__PROBLEM TO SOLVE__:
When you reach the line containing "assert_eq!(a.id().get(), first);" in the entries below, start writing out each line exactly, and stop after the line containing "let shared = IdGenerator::new();".

__SUPPLIED INFORMATION__:
★ ★ ★

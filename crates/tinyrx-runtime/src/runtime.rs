#![forbid(unsafe_code)]

//! Composition root.
//!
//! [`ReactiveRuntime`] owns the pieces every reactive object needs: the id
//! generator, the [`ReactiveConfig`], the [`Scheduler`] batched mutations
//! yield to, and the [`DiagnosticSink`] failures are reported to. Objects
//! created through it share all four.
//!
//! # Usage
//!
//! ```ignore
//! let clock = FrameClock::new();
//! let rt = ReactiveRuntime::builder()
//!     .scheduler(Rc::new(clock.clone()))
//!     .build();
//!
//! let name = rt.observed(String::from("untitled"));
//! let rows = rt.list::<Row>();
//! let pool = rt.pool();
//! name.add_value_listener_scoped(|n| println!("{n}"), &pool);
//! ```
//!
//! The runtime is a cheap handle; clones share the id sequence.

use std::fmt;
use std::hash::Hash;
use std::rc::Rc;

use ahash::AHashMap;
use tinyrx_core::ids::IdGenerator;

use crate::config::{ConfigError, ReactiveConfig};
use crate::diagnostics::{DiagnosticSink, default_sink};
use crate::reactive::input::{InputListener, InputSingleListener, InputValueListener};
use crate::reactive::loaded::{Loaded, ObservedLoaded};
use crate::reactive::observed::{Observed, ObservedId};
use crate::reactive::observed_dictionary::ObservedDictionary;
use crate::reactive::observed_list::ObservedList;
use crate::scheduler::{NextTick, Scheduler};
use crate::unload::UnloadPool;

/// Shared services for constructing reactive objects.
#[derive(Clone)]
pub struct ReactiveRuntime {
    ids: IdGenerator,
    config: ReactiveConfig,
    scheduler: Rc<dyn Scheduler>,
    sink: Rc<dyn DiagnosticSink>,
}

impl ReactiveRuntime {
    /// Runtime with default config, [`NextTick`] scheduling and the tracing
    /// sink.
    #[must_use]
    pub fn new() -> Self {
        Self::builder().build()
    }

    /// Runtime configured from `TINYRX_*` environment variables.
    pub fn from_env() -> Result<Self, ConfigError> {
        Ok(Self::builder().config(ReactiveConfig::from_env()?).build())
    }

    #[must_use]
    pub fn builder() -> ReactiveRuntimeBuilder {
        ReactiveRuntimeBuilder::default()
    }

    #[must_use]
    pub fn config(&self) -> &ReactiveConfig {
        &self.config
    }

    #[must_use]
    pub fn sink(&self) -> Rc<dyn DiagnosticSink> {
        Rc::clone(&self.sink)
    }

    #[must_use]
    pub fn scheduler(&self) -> Rc<dyn Scheduler> {
        Rc::clone(&self.scheduler)
    }

    /// Id the next [`observed`](Self::observed) call will receive.
    #[must_use]
    pub fn peek_id(&self) -> u64 {
        self.ids.peek()
    }

    // --- constructors -----------------------------------------------------

    /// New observable with a fresh id.
    pub fn observed<T: 'static>(&self, value: T) -> Observed<T> {
        Observed::build(
            ObservedId::from_generator(&self.ids),
            value,
            self.config.capacity,
            self.sink(),
        )
    }

    /// Empty list using the runtime scheduler and batch budget.
    pub fn list<T: Clone + 'static>(&self) -> ObservedList<T> {
        self.list_from(Vec::new())
    }

    /// List over existing items.
    pub fn list_from<T: Clone + 'static>(&self, items: Vec<T>) -> ObservedList<T> {
        ObservedList::build(
            items,
            self.config.capacity,
            self.config.batch_budget,
            self.scheduler(),
            self.sink(),
        )
    }

    pub fn dictionary<K, V>(&self) -> ObservedDictionary<K, V>
    where
        K: Eq + Hash + Clone + 'static,
        V: Clone + 'static,
    {
        ObservedDictionary::build(AHashMap::new(), self.config.capacity, self.sink())
    }

    pub fn input(&self) -> InputListener {
        InputListener::build(self.config.capacity, self.sink())
    }

    pub fn value_input<T: 'static>(&self) -> InputValueListener<T> {
        InputValueListener::build(self.config.capacity, self.sink())
    }

    pub fn single_input(&self) -> InputSingleListener {
        InputSingleListener::build(self.config.capacity, self.sink())
    }

    /// Observed value produced by `load` on first read.
    pub fn loaded<T: 'static>(&self, load: impl FnOnce() -> T + 'static) -> ObservedLoaded<T> {
        ObservedLoaded::build(Loaded::lazy(load), self.config.capacity, self.sink())
    }

    /// Empty unload pool reporting to the runtime sink.
    pub fn pool(&self) -> UnloadPool {
        UnloadPool::with_capacity(self.config.capacity, self.sink())
    }
}

impl Default for ReactiveRuntime {
    fn default() -> Self {
        Self::new()
    }
}

impl fmt::Debug for ReactiveRuntime {
    fn fmt(&self, f: &mut fmt::Formatter<'_>) -> fmt::Result {
        f.debug_struct("ReactiveRuntime")
            .field("next_id", &self.ids.peek())
            .field("config", &self.config)
            .finish_non_exhaustive()
    }
}

// ---------------------------------------------------------------------------
// Builder
// ---------------------------------------------------------------------------

/// Builder for [`ReactiveRuntime`].
#[derive(Default)]
pub struct ReactiveRuntimeBuilder {
    ids: Option<IdGenerator>,
    config: ReactiveConfig,
    scheduler: Option<Rc<dyn Scheduler>>,
    sink: Option<Rc<dyn DiagnosticSink>>,
}

impl ReactiveRuntimeBuilder {
    #[must_use]
    pub fn config(mut self, config: ReactiveConfig) -> Self {
        self.config = config;
        self
    }

    /// Share an existing id sequence.
    ///
    /// Without this, [`build`](Self::build) starts a fresh generator at 0,
    /// so observables from two runtimes can carry equal ids. Share one
    /// generator when they are compared or hashed together.
    #[must_use]
    pub fn ids(mut self, ids: IdGenerator) -> Self {
        self.ids = Some(ids);
        self
    }

    #[must_use]
    pub fn scheduler(mut self, scheduler: Rc<dyn Scheduler>) -> Self {
        self.scheduler = Some(scheduler);
        self
    }

    #[must_use]
    pub fn sink(mut self, sink: Rc<dyn DiagnosticSink>) -> Self {
        self.sink = Some(sink);
        self
    }

    #[must_use]
    pub fn build(self) -> ReactiveRuntime {
        ReactiveRuntime {
            ids: self.ids.unwrap_or_default(),
            config: self.config,
            scheduler: self.scheduler.unwrap_or_else(|| Rc::new(NextTick)),
            sink: self.sink.unwrap_or_else(default_sink),
        }
    }
}

#[cfg(test)]
mod tests {
    use super::*;
    use crate::diagnostics::{DiagnosticKind, RecordingSink};
    use crate::scheduler::FrameClock;
    use crate::unload::Unload;
    use std::cell::Cell;
    use std::time::Duration;

    #[test]
    fn observed_ids_are_sequential() {
        let rt = ReactiveRuntime::new();
        let first = rt.peek_id();
        let a = rt.observed(1);
        let b = rt.observed("b");
        assert_eq!(a.id().get(), first);
        assert_eq!(b.id().get(), first + 1);
        assert_eq!(rt.clone().peek_id(), first + 2);
    }

    #[test]
    fn shared_generator_across_runtimes() {
        let ids = IdGenerator::starting_at(100);
        let a = ReactiveRuntime::builder().ids(ids.clone()).build();
        let b = ReactiveRuntime::builder().ids(ids).build();
        assert_eq!(a.observed(()).id().get(), 100);
        assert_eq!(b.observed(()).id().get(), 101);
    }

    #[test]
    fn separate_generators_reuse_ids() {
        let a = ReactiveRuntime::new();
        let b = ReactiveRuntime::new();
        let x = a.observed(1);
        let y = b.observed(2);
        assert_eq!(x.id(), y.id());
        assert!(x == y);

        let shared = IdGenerator::new();
        let a = ReactiveRuntime::builder().ids(shared.clone()).build();
        let b = ReactiveRuntime::builder().ids(shared).build();
        assert!(a.observed(1) != b.observed(1));
    }

    #[test]
    fn objects_report_to_runtime_sink() {
        let sink = RecordingSink::new();
        let rt = ReactiveRuntime::builder().sink(Rc::new(sink.clone())).build();

        let value = rt.observed(0);
        value.add_listener(|| panic!("listener"));
        value.set(1);

        let input = rt.input();
        input.add_listener(|| panic!("input"));
        input.send();

        let pool = rt.pool();
        pool.add_action(|| panic!("cleanup"));
        pool.unload();

        assert_eq!(sink.count(DiagnosticKind::ListenerPanicked), 2);
        assert_eq!(sink.count(DiagnosticKind::CleanupFailed), 1);
    }

    #[test]
    fn lists_use_configured_budget() {
        let clock = FrameClock::new();
        let rt = ReactiveRuntime::builder()
            .config(ReactiveConfig::default().with_batch_budget(Duration::from_millis(3)))
            .scheduler(Rc::new(clock))
            .build();
        let list = rt.list_from(vec![1, 2]);
        assert_eq!(list.budget(), Duration::from_millis(3));
        assert_eq!(list.len(), 2);
        assert!(rt.list::<u8>().is_empty());
    }

    #[test]
    fn everything_fits_in_a_pool() {
        let rt = ReactiveRuntime::new();
        let pool = rt.pool();
        let hits = Rc::new(Cell::new(0));

        let value = pool.add(rt.observed(0));
        let dict = pool.add(rt.dictionary::<u8, u8>());
        let signal = pool.add(rt.value_input::<u8>());
        let single = pool.add(rt.single_input());
        let loaded = pool.add(rt.loaded(|| 1));

        let h = Rc::clone(&hits);
        value.add_listener(move || h.set(h.get() + 1));
        dict.on_add(|| {});
        signal.add_listener(|| {});
        single.add_listener(|| true);
        loaded.add_listener(|_| {});

        pool.unload();
        value.set(1);
        assert_eq!(hits.get(), 0);
        assert_eq!(dict.listener_count(), 0);
        assert_eq!(signal.listener_count(), 0);
        assert_eq!(single.listener_count(), 0);
        assert_eq!(loaded.listener_count(), 0);
        Unload::unload(&*value);
    }

    #[test]
    fn loaded_is_lazy() {
        let rt = ReactiveRuntime::new();
        let loaded = rt.loaded(|| "ready");
        assert!(!loaded.is_loaded());
        assert_eq!(loaded.get(), "ready");
    }
}
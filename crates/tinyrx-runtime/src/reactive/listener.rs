#![forbid(unsafe_code)]

//! Listener channels shared by every observable type.
//!
//! A channel is a [`LazyList`] of `(ListenerId, Rc<F>)` entries. Dispatch
//! takes a snapshot of the live buffer under a short borrow, releases the
//! borrow, and then invokes each entry through the diagnostic guard, so a
//! listener may freely re-enter the observable that is notifying it.

use std::rc::Rc;

use super::lazy_list::LazyList;
use crate::diagnostics::{DiagnosticKind, DiagnosticSink, guarded};

/// Handle returned by every listener registration.
///
/// Ids are unique per observable instance, not globally.
#[derive(Debug, Clone, Copy, PartialEq, Eq, Hash, PartialOrd, Ord)]
pub struct ListenerId(u64);

impl ListenerId {
    /// Raw numeric value.
    #[must_use]
    pub const fn get(self) -> u64 {
        self.0
    }
}

impl std::fmt::Display for ListenerId {
    fn fmt(&self, f: &mut std::fmt::Formatter<'_>) -> std::fmt::Result {
        write!(f, "listener#{}", self.0)
    }
}

/// Per-instance listener id counter.
#[derive(Debug, Default)]
pub(crate) struct ListenerSeq {
    next: u64,
}

impl ListenerSeq {
    pub(crate) fn next(&mut self) -> ListenerId {
        let id = ListenerId(self.next);
        self.next += 1;
        id
    }
}

/// One registered callback.
pub(crate) struct Listener<F: ?Sized> {
    pub(crate) id: ListenerId,
    pub(crate) f: Rc<F>,
}

impl<F: ?Sized> Clone for Listener<F> {
    fn clone(&self) -> Self {
        Self {
            id: self.id,
            f: Rc::clone(&self.f),
        }
    }
}

/// Where a new listener goes in the pending buffer.
#[derive(Debug, Clone, Copy, PartialEq, Eq)]
pub(crate) enum Placement {
    /// Append.
    Normal,
    /// Index 0.
    First,
    /// Just before the current last entry.
    Last,
}

/// Deferred-apply listener list for callbacks of type `F`.
pub(crate) struct Channel<F: ?Sized> {
    list: LazyList<Listener<F>>,
}

impl<F: ?Sized> Channel<F> {
    pub(crate) fn with_capacity(capacity: usize) -> Self {
        Self {
            list: LazyList::with_capacity(capacity),
        }
    }

    /// Register `f` under `id`. An empty pending buffer makes every
    /// placement behave like `Normal`.
    pub(crate) fn push(&mut self, id: ListenerId, f: Rc<F>, placement: Placement) {
        let entry = Listener { id, f };
        let pending = self.list.pending_len();
        match placement {
            _ if pending == 0 => self.list.add(entry),
            Placement::Normal => self.list.add(entry),
            Placement::First => self.list.insert(0, entry),
            Placement::Last => self.list.insert(pending - 1, entry),
        }
    }

    pub(crate) fn remove(&mut self, id: ListenerId) -> bool {
        self.list.remove_where(|entry| entry.id == id)
    }

    pub(crate) fn contains(&self, id: ListenerId) -> bool {
        self.list.contains_where(|entry| entry.id == id)
    }

    pub(crate) fn clear(&mut self) {
        self.list.clear();
    }

    /// Apply if dirty and hand back the live snapshot.
    pub(crate) fn prepare(&mut self) -> Rc<[Listener<F>]> {
        self.list.prepare()
    }

    /// Number of listeners that will see the next dispatch.
    pub(crate) fn pending_len(&self) -> usize {
        self.list.pending_len()
    }
}

/// Invoke every listener in `snapshot`, isolating panics.
/// Returns the number of listeners that completed.
pub(crate) fn dispatch<F: ?Sized>(
    snapshot: &[Listener<F>],
    sink: &dyn DiagnosticSink,
    source: &'static str,
    mut call: impl FnMut(&F),
) -> usize {
    snapshot
        .iter()
        .filter(|entry| {
            guarded(sink, DiagnosticKind::ListenerPanicked, source, || {
                call(&entry.f);
            })
        })
        .count()
}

★ ★ ★

__ANSWER BOX__:
        assert_eq!(a.id().get(), first);
        assert_eq!(b.id().get(), first + 1);
        assert_eq!(rt.clone().peek_id(), first + 2);
    }

    #[test]
    fn shared_generator_across_runtimes() {
        let ids = IdGenerator::starting_at(100);
        let a = ReactiveRuntime::builder().ids(ids.clone()).build();
        let b = ReactiveRuntime::builder().ids(ids).build();
        assert_eq!(a.observed(()).id().get(), 100);
        assert_eq!(b.observed(()).id().get(), 101);
    }

    #[test]
    fn separate_generators_reuse_ids() {
        let a = ReactiveRuntime::new();
        let b = ReactiveRuntime::new();
        let x = a.observed(1);
        let y = b.observed(2);
        assert_eq!(x.id(), y.id());
        assert!(x == y);

        let shared = IdGenerator::new();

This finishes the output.